Ebrahime v Stine |
2015 NY Slip Op 07615 |
Decided on October 21, 2015 |
Appellate Division, Second Department |
Published by New York State Law Reporting Bureau pursuant to Judiciary Law § 431. |
This opinion is uncorrected and subject to revision before publication in the Official Reports. |
Decided on October 21, 2015 SUPREME COURT OF THE STATE OF NEW YORK Appellate Division, Second Judicial Department
MARK C. DILLON, J.P.
ROBERT J. MILLER
COLLEEN D. DUFFY
HECTOR D. LASALLE, JJ.
2014-01031
2014-01032
(Index No. 17406/10)
v
Michael D. Stine, appellant.
David M. Fish, New York, N.Y., for appellant.
Andrew M. Romano, Yonkers, N.Y. (Marc J. Bagan of counsel), for respondent.
DECISION & ORDER
In an action to recover damages for breach of a lease, the defendant appeals from (1) a decision of the Supreme Court, Westchester County (Hubert, J.), dated September 4, 2013, made after a nonjury trial, and (2) a judgment of the same court entered December 2, 2013, which, upon the decision, is in favor of the plaintiff and against him in the principal sum of $12,691.09.
ORDERED that the appeal from the decision is dismissed, as no appeal lies from a decision (see Schicchi v J.A. Green Constr. Corp., 100 AD2d 509, 509-510); and it is further,
ORDERED that the judgment is affirmed; and it is further,
ORDERED that one bill of costs is awarded to the plaintiff.

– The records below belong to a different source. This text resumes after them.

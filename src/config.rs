//! Configuration loading from `.env` files.

use std::{env, path::PathBuf, str::FromStr, time::Duration};

use anyhow::{anyhow, bail, Context, Result};

use crate::replay::DEFAULT_TOLERANCE;

/// Output format of the log subscriber.
#[derive(Debug, Clone, Copy, PartialEq, Eq)]
pub enum LogFormat {
    Pretty,
    Json,
}

impl FromStr for LogFormat {
    type Err = anyhow::Error;

    fn from_str(s: &str) -> Result<Self> {
        match s.trim().to_ascii_lowercase().as_str() {
            "" | "pretty" => Ok(LogFormat::Pretty),
            "json" => Ok(LogFormat::Json),
            other => Err(anyhow!("unknown LOG_FORMAT `{other}`")),
        }
    }
}

/// Runtime settings derived from environment variables.
#[derive(Debug, Clone)]
pub struct Settings {
    /// Root directory for the coordination store.
    pub store_root: PathBuf,
    /// HTTP bind address for health and status, e.g. `127.0.0.1:7777`.
    pub bind_http: String,
    /// Hex secret of the service identity.
    pub nostr_private_key: Option<String>,
    /// Public key of the ledger the bridge moves funds for.
    pub ledger_public_key: Option<String>,
    /// Relays acknowledgements and start events are read from.
    pub read_relays: Vec<String>,
    /// Durable relays every service event is published to.
    pub write_relays: Vec<String>,
    /// Optional Tor SOCKS proxy (host:port).
    pub tor_socks: Option<String>,
    /// Base URL of the LND REST listener.
    pub lnd_host: Option<String>,
    /// Hex encoded admin macaroon.
    pub lnd_macaroon: Option<String>,
    /// PEM certificate of the LND REST listener.
    pub lnd_cert: Option<PathBuf>,
    pub pay_timeout: Duration,
    pub pay_fee_limit_msat: u64,
    pub resume_tolerance: Duration,
    pub relay_idle: Duration,
    pub reachability_ttl: Duration,
    pub lease_ttl: Duration,
    pub receipt_fanout: usize,
    pub log_format: LogFormat,
}

impl Settings {
    /// Load settings from the specified `.env` file.
    pub fn from_env(path: &str) -> Result<Self> {
        dotenvy::from_filename(path).with_context(|| format!("reading env file {path}"))?;
        let store_root = PathBuf::from(env::var("STORE_ROOT").context("STORE_ROOT is not set")?);
        let bind_http = env::var("BIND_HTTP").context("BIND_HTTP is not set")?;
        Ok(Self {
            store_root,
            bind_http,
            nostr_private_key: non_empty("NOSTR_PRIVATE_KEY"),
            ledger_public_key: non_empty("LEDGER_PUBLIC_KEY"),
            read_relays: csv_strings(env::var("NOSTR_RELAYS").unwrap_or_default()),
            write_relays: csv_strings(env::var("NOSTR_WRITE_RELAY").unwrap_or_default()),
            tor_socks: non_empty("TOR_SOCKS"),
            lnd_host: non_empty("LND_HOST"),
            lnd_macaroon: non_empty("LND_MACAROON"),
            lnd_cert: non_empty("LND_CERT").map(PathBuf::from),
            pay_timeout: secs("PAY_TIMEOUT_SECS", 5)?,
            pay_fee_limit_msat: number("PAY_FEE_LIMIT_MSAT", 1001)?,
            resume_tolerance: secs("RESUME_TOLERANCE_SECS", DEFAULT_TOLERANCE.as_secs())?,
            relay_idle: secs("RELAY_IDLE_SECS", 600)?,
            reachability_ttl: secs("REACHABILITY_TTL_SECS", 86_400)?,
            lease_ttl: secs("LEASE_TTL_SECS", 600)?,
            receipt_fanout: number("RECEIPT_FANOUT", 5)?,
            log_format: env::var("LOG_FORMAT").unwrap_or_default().parse()?,
        })
    }

    /// Settings `serve` cannot run without.
    pub fn ensure_bridge_ready(&self) -> Result<()> {
        require(&[
            ("NOSTR_PRIVATE_KEY", self.nostr_private_key.is_none()),
            ("LEDGER_PUBLIC_KEY", self.ledger_public_key.is_none()),
            ("LND_HOST", self.lnd_host.is_none()),
            ("LND_MACAROON", self.lnd_macaroon.is_none()),
            ("NOSTR_RELAYS", self.read_relays.is_empty()),
            ("NOSTR_WRITE_RELAY", self.write_relays.is_empty()),
        ])
    }

    /// Settings needed to talk to LND at all.
    pub fn ensure_lnd_ready(&self) -> Result<()> {
        require(&[
            ("LND_HOST", self.lnd_host.is_none()),
            ("LND_MACAROON", self.lnd_macaroon.is_none()),
        ])
    }

    /// Directory of the coordination store.
    pub fn coord_dir(&self) -> PathBuf {
        self.store_root.join("coord")
    }
}

fn require(checks: &[(&str, bool)]) -> Result<()> {
    let missing: Vec<&str> = checks
        .iter()
        .filter_map(|(name, absent)| absent.then_some(*name))
        .collect();
    if !missing.is_empty() {
        bail!("missing configuration: {}", missing.join(", "));
    }
    Ok(())
}

fn non_empty(name: &str) -> Option<String> {
    env::var(name).ok().filter(|s| !s.trim().is_empty())
}

fn number<T: FromStr>(name: &str, default: T) -> Result<T> {
    match non_empty(name) {
        Some(raw) => raw
            .trim()
            .parse()
            .map_err(|_| anyhow!("{name} must be a number, got `{raw}`")),
        None => Ok(default),
    }
}

fn secs(name: &str, default: u64) -> Result<Duration> {
    number(name, default).map(Duration::from_secs)
}

/// Split a comma-separated string into trimmed string values.
pub fn csv_strings(input: impl AsRef<str>) -> Vec<String> {
    input
        .as_ref()
        .split(',')
        .map(str::trim)
        .filter(|s| !s.is_empty())
        .map(String::from)
        .collect()
}

#[cfg(test)]
pub(crate) mod tests {
    use super::*;
    use std::{fs, sync::Mutex};
    use tempfile::tempdir;

    pub(crate) static ENV_MUTEX: Mutex<()> = Mutex::new(());

    pub(crate) const VARS: [&str; 19] = [
        "STORE_ROOT",
        "BIND_HTTP",
        "NOSTR_PRIVATE_KEY",
        "LEDGER_PUBLIC_KEY",
        "NOSTR_RELAYS",
        "NOSTR_WRITE_RELAY",
        "TOR_SOCKS",
        "LND_HOST",
        "LND_MACAROON",
        "LND_CERT",
        "PAY_TIMEOUT_SECS",
        "PAY_FEE_LIMIT_MSAT",
        "RESUME_TOLERANCE_SECS",
        "RELAY_IDLE_SECS",
        "REACHABILITY_TTL_SECS",
        "LEASE_TTL_SECS",
        "RECEIPT_FANOUT",
        "LOG_FORMAT",
        "RUST_LOG",
    ];

    pub(crate) fn clear_env() {
        for v in VARS {
            env::remove_var(v);
        }
    }

    #[test]
    fn loads_env() {
        let _g = ENV_MUTEX.lock().unwrap_or_else(|e| e.into_inner());
        clear_env();
        let dir = tempdir().unwrap();
        let env_path = dir.path().join(".env");
        fs::write(
            &env_path,
            concat!(
                "STORE_ROOT=/tmp/bridge\n",
                "BIND_HTTP=127.0.0.1:8080\n",
                "NOSTR_PRIVATE_KEY=0101\n",
                "LEDGER_PUBLIC_KEY=ledger\n",
                "NOSTR_RELAYS=\"wss://r1, wss://r2\"\n",
                "NOSTR_WRITE_RELAY=wss://write\n",
                "TOR_SOCKS=\n",
                "LND_HOST=https://127.0.0.1:8080\n",
                "LND_MACAROON=abcd\n",
                "PAY_TIMEOUT_SECS=9\n",
                "RECEIPT_FANOUT=3\n",
                "LOG_FORMAT=json\n"
            ),
        )
        .unwrap();
        let cfg = Settings::from_env(env_path.to_str().unwrap()).unwrap();
        assert_eq!(cfg.store_root, PathBuf::from("/tmp/bridge"));
        assert_eq!(cfg.coord_dir(), PathBuf::from("/tmp/bridge/coord"));
        assert_eq!(cfg.read_relays, vec!["wss://r1", "wss://r2"]);
        assert_eq!(cfg.write_relays, vec!["wss://write"]);
        assert_eq!(cfg.tor_socks, None);
        assert_eq!(cfg.pay_timeout, Duration::from_secs(9));
        assert_eq!(cfg.pay_fee_limit_msat, 1001);
        assert_eq!(cfg.resume_tolerance, Duration::from_secs(360));
        assert_eq!(cfg.lease_ttl, Duration::from_secs(600));
        assert_eq!(cfg.receipt_fanout, 3);
        assert_eq!(cfg.log_format, LogFormat::Json);
        cfg.ensure_bridge_ready().unwrap();
    }

    #[test]
    fn unquoted_list_with_spaces_is_rejected() {
        let _g = ENV_MUTEX.lock().unwrap_or_else(|e| e.into_inner());
        clear_env();
        let dir = tempdir().unwrap();
        let env_path = dir.path().join(".env");
        fs::write(
            &env_path,
            "STORE_ROOT=/tmp\nBIND_HTTP=127.0.0.1:0\nNOSTR_RELAYS=wss://r1, wss://r2\n",
        )
        .unwrap();
        let err = Settings::from_env(env_path.to_str().unwrap()).unwrap_err();
        assert!(err.to_string().starts_with("reading env file"));
    }

    #[test]
    fn missing_bridge_settings_are_listed() {
        let _g = ENV_MUTEX.lock().unwrap_or_else(|e| e.into_inner());
        clear_env();
        let dir = tempdir().unwrap();
        let env_path = dir.path().join(".env");
        fs::write(&env_path, "STORE_ROOT=/tmp\nBIND_HTTP=127.0.0.1:0\nLND_HOST=x\n").unwrap();
        let cfg = Settings::from_env(env_path.to_str().unwrap()).unwrap();
        let err = cfg.ensure_bridge_ready().unwrap_err().to_string();
        assert!(err.contains("NOSTR_PRIVATE_KEY"));
        assert!(err.contains("NOSTR_WRITE_RELAY"));
        assert!(!err.contains("LND_HOST"));
        let err = cfg.ensure_lnd_ready().unwrap_err().to_string();
        assert_eq!(err, "missing configuration: LND_MACAROON");
    }

    #[test]
    fn invalid_numbers_are_rejected() {
        let _g = ENV_MUTEX.lock().unwrap_or_else(|e| e.into_inner());
        clear_env();
        let dir = tempdir().unwrap();
        let env_path = dir.path().join(".env");
        fs::write(&env_path, "STORE_ROOT=/tmp\nBIND_HTTP=127.0.0.1:0\nLEASE_TTL_SECS=soon\n").unwrap();
        let err = Settings::from_env(env_path.to_str().unwrap()).unwrap_err();
        assert!(err.to_string().contains("LEASE_TTL_SECS"));
    }

    #[test]
    fn csv_helpers() {
        assert_eq!(csv_strings("a, b , ,c"), vec!["a", "b", "c"]);
        assert!(csv_strings("").is_empty());
    }

    #[test]
    fn log_format_parses() {
        assert_eq!("".parse::<LogFormat>().unwrap(), LogFormat::Pretty);
        assert_eq!("JSON".parse::<LogFormat>().unwrap(), LogFormat::Json);
        assert!("xml".parse::<LogFormat>().is_err());
    }
}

The defendant leased a house from the plaintiff. The terms of the lease provided, inter alia, that the defendant was required to return the premises "broom clean and all appliances, equipment, furniture, furnishings and other personal property clean and in good order and repair." The plaintiff commenced this action against the defendant, alleging breach of the lease, based upon the condition of the premises when the defendant vacated them. Following a nonjury trial, the Supreme Court determined that the defendant had breached the lease, and awarded the plaintiff the principal sum of $12,691.09. The defendant appeals.
"In reviewing a determination made after a nonjury trial, the power of the Appellate Division is as broad as that of the trial court, and this Court may render the judgment it finds warranted by the facts,' bearing in mind that in a close case, the trial justice had the advantage of seeing the witnesses" (Johnson v Robertson, 131 AD3d 670, quoting Northern Westchester Professional Park Assoc. v Town of Bedford, 60 NY2d 492, 499). Here, upon our review of the record, we conclude that there is no basis to disturb the Supreme Court's determination, as it was warranted by the facts.
The defendant's remaining contentions are without merit.
DILLON, J.P., MILLER, DUFFY and LASALLE, JJ., concur.